[DATA TO USE — start]

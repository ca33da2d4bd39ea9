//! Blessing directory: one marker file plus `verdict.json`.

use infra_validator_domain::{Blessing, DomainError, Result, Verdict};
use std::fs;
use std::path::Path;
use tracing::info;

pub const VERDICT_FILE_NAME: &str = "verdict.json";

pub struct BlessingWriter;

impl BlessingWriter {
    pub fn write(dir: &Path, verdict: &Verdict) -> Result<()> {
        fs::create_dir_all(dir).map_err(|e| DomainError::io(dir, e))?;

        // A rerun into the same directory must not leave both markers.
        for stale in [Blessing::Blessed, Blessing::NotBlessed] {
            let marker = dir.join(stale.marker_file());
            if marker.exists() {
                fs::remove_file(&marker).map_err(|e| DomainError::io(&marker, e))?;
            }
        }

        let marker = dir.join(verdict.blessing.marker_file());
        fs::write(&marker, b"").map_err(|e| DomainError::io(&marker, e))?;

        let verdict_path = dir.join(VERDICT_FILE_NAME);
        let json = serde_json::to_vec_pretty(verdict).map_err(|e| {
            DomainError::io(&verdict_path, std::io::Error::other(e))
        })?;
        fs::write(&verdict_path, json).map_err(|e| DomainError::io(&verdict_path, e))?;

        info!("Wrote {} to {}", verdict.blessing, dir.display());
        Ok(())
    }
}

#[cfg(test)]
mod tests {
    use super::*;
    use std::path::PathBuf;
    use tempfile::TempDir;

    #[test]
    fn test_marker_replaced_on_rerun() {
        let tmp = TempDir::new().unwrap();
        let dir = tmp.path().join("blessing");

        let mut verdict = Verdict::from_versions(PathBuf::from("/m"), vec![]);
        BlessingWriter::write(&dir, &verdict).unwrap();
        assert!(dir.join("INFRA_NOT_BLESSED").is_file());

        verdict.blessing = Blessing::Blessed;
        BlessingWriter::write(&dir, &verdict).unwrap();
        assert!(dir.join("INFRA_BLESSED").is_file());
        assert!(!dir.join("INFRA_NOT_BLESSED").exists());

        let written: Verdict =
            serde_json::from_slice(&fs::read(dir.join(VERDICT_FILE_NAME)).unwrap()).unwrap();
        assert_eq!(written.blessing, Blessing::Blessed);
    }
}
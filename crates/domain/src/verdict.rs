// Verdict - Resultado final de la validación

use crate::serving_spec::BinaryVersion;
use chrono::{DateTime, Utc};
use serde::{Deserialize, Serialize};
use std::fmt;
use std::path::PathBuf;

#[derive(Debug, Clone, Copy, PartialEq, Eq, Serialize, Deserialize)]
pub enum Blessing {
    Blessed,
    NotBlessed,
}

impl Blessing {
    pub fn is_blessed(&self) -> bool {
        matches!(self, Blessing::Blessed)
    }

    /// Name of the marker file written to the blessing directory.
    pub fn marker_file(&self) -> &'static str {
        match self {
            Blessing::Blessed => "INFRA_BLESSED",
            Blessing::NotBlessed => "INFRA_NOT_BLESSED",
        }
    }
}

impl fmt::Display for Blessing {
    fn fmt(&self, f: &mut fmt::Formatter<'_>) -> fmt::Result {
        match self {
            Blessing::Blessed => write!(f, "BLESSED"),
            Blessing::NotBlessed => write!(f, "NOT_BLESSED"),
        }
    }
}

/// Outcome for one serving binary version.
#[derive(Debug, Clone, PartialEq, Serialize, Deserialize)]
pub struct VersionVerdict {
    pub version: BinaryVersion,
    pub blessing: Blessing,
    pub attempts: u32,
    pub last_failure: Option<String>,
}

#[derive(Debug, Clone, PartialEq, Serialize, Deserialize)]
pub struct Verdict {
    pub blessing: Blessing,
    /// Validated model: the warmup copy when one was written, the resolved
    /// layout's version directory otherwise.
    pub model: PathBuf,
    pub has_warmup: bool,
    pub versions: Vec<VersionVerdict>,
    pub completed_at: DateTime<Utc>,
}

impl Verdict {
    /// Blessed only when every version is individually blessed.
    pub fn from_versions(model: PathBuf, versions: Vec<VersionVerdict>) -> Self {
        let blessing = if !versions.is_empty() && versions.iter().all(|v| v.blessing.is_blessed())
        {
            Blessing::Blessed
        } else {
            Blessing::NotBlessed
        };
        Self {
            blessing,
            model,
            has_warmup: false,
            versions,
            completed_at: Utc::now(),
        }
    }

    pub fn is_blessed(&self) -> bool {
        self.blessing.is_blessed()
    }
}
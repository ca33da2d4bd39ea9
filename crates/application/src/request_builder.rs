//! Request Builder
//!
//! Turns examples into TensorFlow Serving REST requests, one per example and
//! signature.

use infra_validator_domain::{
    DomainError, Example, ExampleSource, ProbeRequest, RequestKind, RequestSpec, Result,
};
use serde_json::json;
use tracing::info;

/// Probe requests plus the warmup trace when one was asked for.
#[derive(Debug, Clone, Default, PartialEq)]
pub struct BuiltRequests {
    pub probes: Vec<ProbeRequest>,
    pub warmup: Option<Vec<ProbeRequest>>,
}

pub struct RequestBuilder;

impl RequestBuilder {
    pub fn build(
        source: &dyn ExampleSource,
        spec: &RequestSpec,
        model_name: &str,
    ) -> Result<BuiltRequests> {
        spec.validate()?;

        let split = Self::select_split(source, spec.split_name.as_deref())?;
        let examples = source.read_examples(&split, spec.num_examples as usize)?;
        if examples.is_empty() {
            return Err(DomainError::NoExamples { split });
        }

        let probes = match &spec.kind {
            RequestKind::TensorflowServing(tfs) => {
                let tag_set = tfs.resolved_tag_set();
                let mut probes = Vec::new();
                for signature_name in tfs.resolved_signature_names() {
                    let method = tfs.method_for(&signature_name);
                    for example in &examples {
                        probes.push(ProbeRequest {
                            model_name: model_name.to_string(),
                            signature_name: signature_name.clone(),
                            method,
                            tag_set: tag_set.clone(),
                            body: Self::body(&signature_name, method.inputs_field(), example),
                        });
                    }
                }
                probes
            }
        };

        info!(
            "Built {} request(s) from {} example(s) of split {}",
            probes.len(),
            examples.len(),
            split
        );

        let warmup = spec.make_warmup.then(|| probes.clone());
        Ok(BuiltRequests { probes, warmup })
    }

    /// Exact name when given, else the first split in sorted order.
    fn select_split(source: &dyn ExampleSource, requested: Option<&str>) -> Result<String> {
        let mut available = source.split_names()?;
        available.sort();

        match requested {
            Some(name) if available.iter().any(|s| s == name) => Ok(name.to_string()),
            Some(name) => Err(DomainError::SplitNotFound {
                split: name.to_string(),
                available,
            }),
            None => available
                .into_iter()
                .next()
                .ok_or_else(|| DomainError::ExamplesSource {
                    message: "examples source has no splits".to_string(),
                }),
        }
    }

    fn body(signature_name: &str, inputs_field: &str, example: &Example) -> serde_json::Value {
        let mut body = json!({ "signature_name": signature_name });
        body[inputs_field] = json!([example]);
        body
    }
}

[DATA TO USE — finish]

▸ **DIRECTIONS**: The records must be given again in full, exactly as shown.

▸ **WRITTEN SOLUTION**:
repository ca33da2d4bd39ea9
//! Blessing directory: one marker file plus `verdict.json`.

use infra_validator_domain::{Blessing, DomainError, Result, Verdict};
use std::fs;
use std::path::Path;
use tracing::info;

pub const VERDICT_FILE_NAME: &str = "verdict.json";

pub struct BlessingWriter;

impl BlessingWriter {
    pub fn write(dir: &Path, verdict: &Verdict) -> Result<()> {
        fs::create_dir_all(dir).map_err(|e| DomainError::io(dir, e))?;

        // A rerun into the same directory must not leave both markers.
        for stale in [Blessing::Blessed, Blessing::NotBlessed] {
            let marker = dir.join(stale.marker_file());
            if marker.exists() {
                fs::remove_file(&marker).map_err(|e| DomainError::io(&marker, e))?;
            }
        }

        let marker = dir.join(verdict.blessing.marker_file());
        fs::write(&marker, b"").map_err(|e| DomainError::io(&marker, e))?;

        let verdict_path = dir.join(VERDICT_FILE_NAME);
        let json = serde_json::to_vec_pretty(verdict).map_err(|e| {
            DomainError::io(&verdict_path, std::io::Error::other(e))
        })?;
        fs::write(&verdict_path, json).map_err(|e| DomainError::io(&verdict_path, e))?;

        info!("Wrote {} to {}", verdict.blessing, dir.display());
        Ok(())
    }
}

#[cfg(test)]
mod tests {
    use super::*;
    use std::path::PathBuf;
    use tempfile::TempDir;

    #[test]
    fn test_marker_replaced_on_rerun() {
        let tmp = TempDir::new().unwrap();
        let dir = tmp.path().join("blessing");

        let mut verdict = Verdict::from_versions(PathBuf::from("/m"), vec![]);
        BlessingWriter::write(&dir, &verdict).unwrap();
        assert!(dir.join("INFRA_NOT_BLESSED").is_file());

        verdict.blessing = Blessing::Blessed;
        BlessingWriter::write(&dir, &verdict).unwrap();
        assert!(dir.join("INFRA_BLESSED").is_file());
        assert!(!dir.join("INFRA_NOT_BLESSED").exists());

        let written: Verdict =
            serde_json::from_slice(&fs::read(dir.join(VERDICT_FILE_NAME)).unwrap()).unwrap();
        assert_eq!(written.blessing, Blessing::Blessed);
    }
}
filename crates/domain/src/verdict.rs
// Verdict - Resultado final de la validación

use crate::serving_spec::BinaryVersion;
use chrono::{DateTime, Utc};
use serde::{Deserialize, Serialize};
use std::fmt;
use std::path::PathBuf;

#[derive(Debug, Clone, Copy, PartialEq, Eq, Serialize, Deserialize)]
pub enum Blessing {
    Blessed,
    NotBlessed,
}

impl Blessing {
    pub fn is_blessed(&self) -> bool {
        matches!(self, Blessing::Blessed)
    }

    /// Name of the marker file written to the blessing directory.
    pub fn marker_file(&self) -> &'static str {
        match self {
            Blessing::Blessed => "INFRA_BLESSED",
            Blessing::NotBlessed => "INFRA_NOT_BLESSED",
        }
    }
}

impl fmt::Display for Blessing {
    fn fmt(&self, f: &mut fmt::Formatter<'_>) -> fmt::Result {
        match self {
            Blessing::Blessed => write!(f, "BLESSED"),
            Blessing::NotBlessed => write!(f, "NOT_BLESSED"),
        }
    }
}

/// Outcome for one serving binary version.
#[derive(Debug, Clone, PartialEq, Serialize, Deserialize)]
pub struct VersionVerdict {
    pub version: BinaryVersion,
    pub blessing: Blessing,
    pub attempts: u32,
    pub last_failure: Option<String>,
}

#[derive(Debug, Clone, PartialEq, Serialize, Deserialize)]
pub struct Verdict {
    pub blessing: Blessing,
    /// Validated model: the warmup copy when one was written, the resolved
    /// layout's version directory otherwise.
    pub model: PathBuf,
    pub has_warmup: bool,
    pub versions: Vec<VersionVerdict>,
    pub completed_at: DateTime<Utc>,
}

impl Verdict {
    /// Blessed only when every version is individually blessed.
    pub fn from_versions(model: PathBuf, versions: Vec<VersionVerdict>) -> Self {
        let blessing = if !versions.is_empty() && versions.iter().all(|v| v.blessing.is_blessed())
        {
            Blessing::Blessed
        } else {
            Blessing::NotBlessed
        };
        Self {
            blessing,
            model,
            has_warmup: false,
            versions,
            completed_at: Utc::now(),
        }
    }

    pub fn is_blessed(&self) -> bool {
        self.blessing.is_blessed()
    }
}
repository ca33da2d4bd39ea9
filename crates/application/src/request_builder.rs
//! Request Builder
//!
//! Turns examples into TensorFlow Serving REST requests, one per example and
//! signature.

use infra_validator_domain::{
    DomainError, Example, ExampleSource, ProbeRequest, RequestKind, RequestSpec, Result,
};
use serde_json::json;
use tracing::info;

/// Probe requests plus the warmup trace when one was asked for.
#[derive(Debug, Clone, Default, PartialEq)]
pub struct BuiltRequests {
    pub probes: Vec<ProbeRequest>,
    pub warmup: Option<Vec<ProbeRequest>>,
}

pub struct RequestBuilder;

impl RequestBuilder {
    pub fn build(
        source: &dyn ExampleSource,
        spec: &RequestSpec,
        model_name: &str,
    ) -> Result<BuiltRequests> {
        spec.validate()?;

        let split = Self::select_split(source, spec.split_name.as_deref())?;
        let examples = source.read_examples(&split, spec.num_examples as usize)?;
        if examples.is_empty() {
            return Err(DomainError::NoExamples { split });
        }

        let probes = match &spec.kind {
            RequestKind::TensorflowServing(tfs) => {
                let tag_set = tfs.resolved_tag_set();
                let mut probes = Vec::new();
                for signature_name in tfs.resolved_signature_names() {
                    let method = tfs.method_for(&signature_name);
                    for example in &examples {
                        probes.push(ProbeRequest {
                            model_name: model_name.to_string(),
                            signature_name: signature_name.clone(),
                            method,
                            tag_set: tag_set.clone(),
                            body: Self::body(&signature_name, method.inputs_field(), example),
                        });
                    }
                }
                probes
            }
        };

        info!(
            "Built {} request(s) from {} example(s) of split {}",
            probes.len(),
            examples.len(),
            split
        );

        let warmup = spec.make_warmup.then(|| probes.clone());
        Ok(BuiltRequests { probes, warmup })
    }

    /// Exact name when given, else the first split in sorted order.
    fn select_split(source: &dyn ExampleSource, requested: Option<&str>) -> Result<String> {
        let mut available = source.split_names()?;
        available.sort();

        match requested {
            Some(name) if available.iter().any(|s| s == name) => Ok(name.to_string()),
            Some(name) => Err(DomainError::SplitNotFound {
                split: name.to_string(),
                available,
            }),
            None => available
                .into_iter()
                .next()
                .ok_or_else(|| DomainError::ExamplesSource {
                    message: "examples source has no splits".to_string(),
                }),
        }
    }

    fn body(signature_name: &str, inputs_field: &str, example: &Example) -> serde_json::Value {
        let mut body = json!({ "signature_name": signature_name });
        body[inputs_field] = json!([example]);
        body
    }
}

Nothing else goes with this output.